COST: Cancer Costs Can Be A Killer Too...
Michael Courtney was 41 years old when he was diagnosed with a rare form of lymphoma. It started on his tongue, but spread quickly. He has had radiation and chemotherapy. Treatment will continue indefinitely. So will his bills.
An auto mechanic, Courtney was hesitant about changing jobs because he didn't want to lose his health insurance. But a new employer promised immediate benefits so he took the job. He was even able to stay with the same insurance company that he had at his old job. But a month into the new job, he found that the new policy wouldn't cover his cancer for three months. His disease was a pre-existing condition. Already strapped with medical bills, he postponed treatment.
Courtney's story is one of 20 real-life experiences of patients that gives the human dimension to a new report by the American Cancer Society and the Kaiser Family Foundation released Thursday. Based on calls to the Cancer Society's insurance help line, the study called "Spending to Survive" concluded that after a cancer diagnosis, the financial implications may not be the first concern "but for many, it soon becomes one." Even people with health insurance face enormous financial obstacles to care.
"This should set off alarm bells," said Kaiser president Drew Altman. People tend to think their insurance covers them when they become seriously ill. That is not always the case.
Cancer patients too often find out that their insurance doesn't protect them when they need care the most," said John Seffrin, CEO of the Cancer Society. "High out-of-pocket costs coupled with the high cost of insurance premiums can force cancer patients to incur huge debt, and to delay or forgo life-saving treatments."
Here are some of the common problems cancer patients face:
- High cost-sharing. Deductibles and co-pays can add up fast, and it doesn't take much to send a struggling family into bankruptcy.
- With treatments costing tens of thousands of dollars, cancer patients can breeze through insurers' annual or lifetime caps on benefits.
- People who become too sick to work may lose their employer-sponsored coverage, and COBRA is expensive.
- Individual policies generally have less comprehensive benefits than job-linked plans—if the patient can even get coverage in the individual market. Both patients and long-time survivors often find it impossible to get coverage.
- State high-risk pools are not open to all cancer patients. Some have waiting lists to get in, waiting periods for certain treatments, and very high costs. Waiting can mean the difference between life and death for some cancers.
Of course for the uninsured, it's even worse. There's long been data that uninsured people with cancer fare worse than the insured. But the discrepancies can be truly shocking. Seffrin said that an insured person diagnosed with stage two colon cancer has a better prognosis than an uninsured person with stage one. Stage one is the earliest and most treatable stage which, he said, "one could argue no one should die of."
So as we as a nation get to work at fixing our health care system, we have to remember the underinsured, as well as the uninsured. We need to address the cost of care and develop ways of learning more about what works and what doesn't work for cancer patients.
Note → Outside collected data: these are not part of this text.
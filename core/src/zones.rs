use serde::{Deserialize, Serialize};

/// Terskel brukt når FTP ikke er kjent ennå.
pub const DEFAULT_FTP: f64 = 256.0;

/// Nedre grense (andel av FTP) for sone to..sju, strengt stigende.
pub const ZONE_BOUNDARIES: [f64; 6] = [0.55, 0.76, 0.88, 0.95, 1.06, 1.20];

/// Syv ordnede kraftsoner relativt til en terskel (FTP).
#[derive(Debug, Clone, Copy, PartialEq, Eq, PartialOrd, Ord, Hash, Serialize, Deserialize)]
#[serde(rename_all = "lowercase")]
pub enum Zone {
    One,
    Two,
    Three,
    Four,
    Five,
    Six,
    Seven,
}

impl Zone {
    pub const ALL: [Zone; 7] = [
        Zone::One,
        Zone::Two,
        Zone::Three,
        Zone::Four,
        Zone::Five,
        Zone::Six,
        Zone::Seven,
    ];

    pub fn name(self) -> &'static str {
        match self {
            Zone::One => "one",
            Zone::Two => "two",
            Zone::Three => "three",
            Zone::Four => "four",
            Zone::Five => "five",
            Zone::Six => "six",
            Zone::Seven => "seven",
        }
    }

    /// 1..=7
    pub fn number(self) -> u8 {
        self as u8 + 1
    }

    /// Klassenavn som renderlaget bruker, f.eks. `zone-five`.
    pub fn css_class(self) -> String {
        format!("zone-{}", self.name())
    }
}

impl std::fmt::Display for Zone {
    fn fmt(&self, f: &mut std::fmt::Formatter<'_>) -> std::fmt::Result {
        f.write_str(self.name())
    }
}

/// Velg terskel: metrikk hvis den er endelig og positiv, ellers `DEFAULT_FTP`.
pub fn effective_threshold(metric: Option<f64>) -> f64 {
    match metric {
        Some(t) if t.is_finite() && t > 0.0 => t,
        _ => DEFAULT_FTP,
    }
}

/// Klassifiser en verdi mot terskel. Første treff i stigen vinner.
///
/// * manglende eller ugyldig terskel (`<= 0`, uendelig) → `DEFAULT_FTP`
/// * NaN-verdi eller NaN-terskel → `Zone::One`
///
/// Negative verdier og null havner i sone én på vanlig måte.
pub fn classify(value: f64, threshold: Option<f64>) -> Zone {
    if value.is_nan() || threshold.is_some_and(f64::is_nan) {
        return Zone::One;
    }
    let ftp = effective_threshold(threshold);

    ZONE_BOUNDARIES
        .iter()
        .position(|frac| value < ftp * frac)
        .map(|i| Zone::ALL[i])
        .unwrap_or(Zone::Seven)
}

#[cfg(test)]
mod tests {
    use super::*;

    #[test]
    fn boundary_values_fall_into_upper_zone() {
        // nøyaktig på grensen → neste sone (streng <)
        assert_eq!(classify(100.0 * 0.55, Some(100.0)), Zone::Two);
        assert_eq!(classify(120.0, Some(100.0)), Zone::Seven);
        assert_eq!(classify(119.999, Some(100.0)), Zone::Six);
    }

    #[test]
    fn number_and_name_agree() {
        for (i, z) in Zone::ALL.iter().enumerate() {
            assert_eq!(z.number() as usize, i + 1);
        }
        assert_eq!(Zone::Four.css_class(), "zone-four");
    }
}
And we need to remember, as Georgetown University health policy expert and 13-year cancer survivor Karen Pollitz said at the panel discussion at Kaiser, that "pretty good" insurance isn't good enough if it leaves people broke. "We need to look at health insurance first through the lens of people who get really sick," she said, recalling how stressed she was during her treatment even though she had excellent coverage. People need insurance that "won't leave them in a lurch, that won't leave them bankrupt, that won't leave them stressed out and crying on their kitchen floor." Or as Seffrin put it, "We need a rational health care system that gives people what they need, when they need it."


















you can do better
It was too bad Kaiser held this forum without including someone with detailed knowledge (and a willingness to talk about it) about what is driving cancer costs skyward, which is skyrocketing drug costs and the marginal effectiveness of new therapies. As a result, this forum was simply an advertisement for universal coverage, with which few readers of this blog would disagree. But what should be covered when it comes to cancer care? Unless the health care system begins grappling with that question, no one will be able to afford cancer coverage, insured or not.
cancer costs
Merrill --
Most of the patients in that report were insured, so it wasn't an advertisement for universal coverage. The report did bring needed attention to the "underinsured," to the ways that even people with health insurance are still financially very vulnerable when illness strikes. That's relevant as we begin to think about what coverage could/should look like as we move to expand coverage and, eventually, talk about benefit packages, co-pays, deductibles, out of pocket limits etc. However I also thought your comment about learning from cancer treatment and data registries was really interesting, and new to me. We included your recent post on the topic in a followup post today.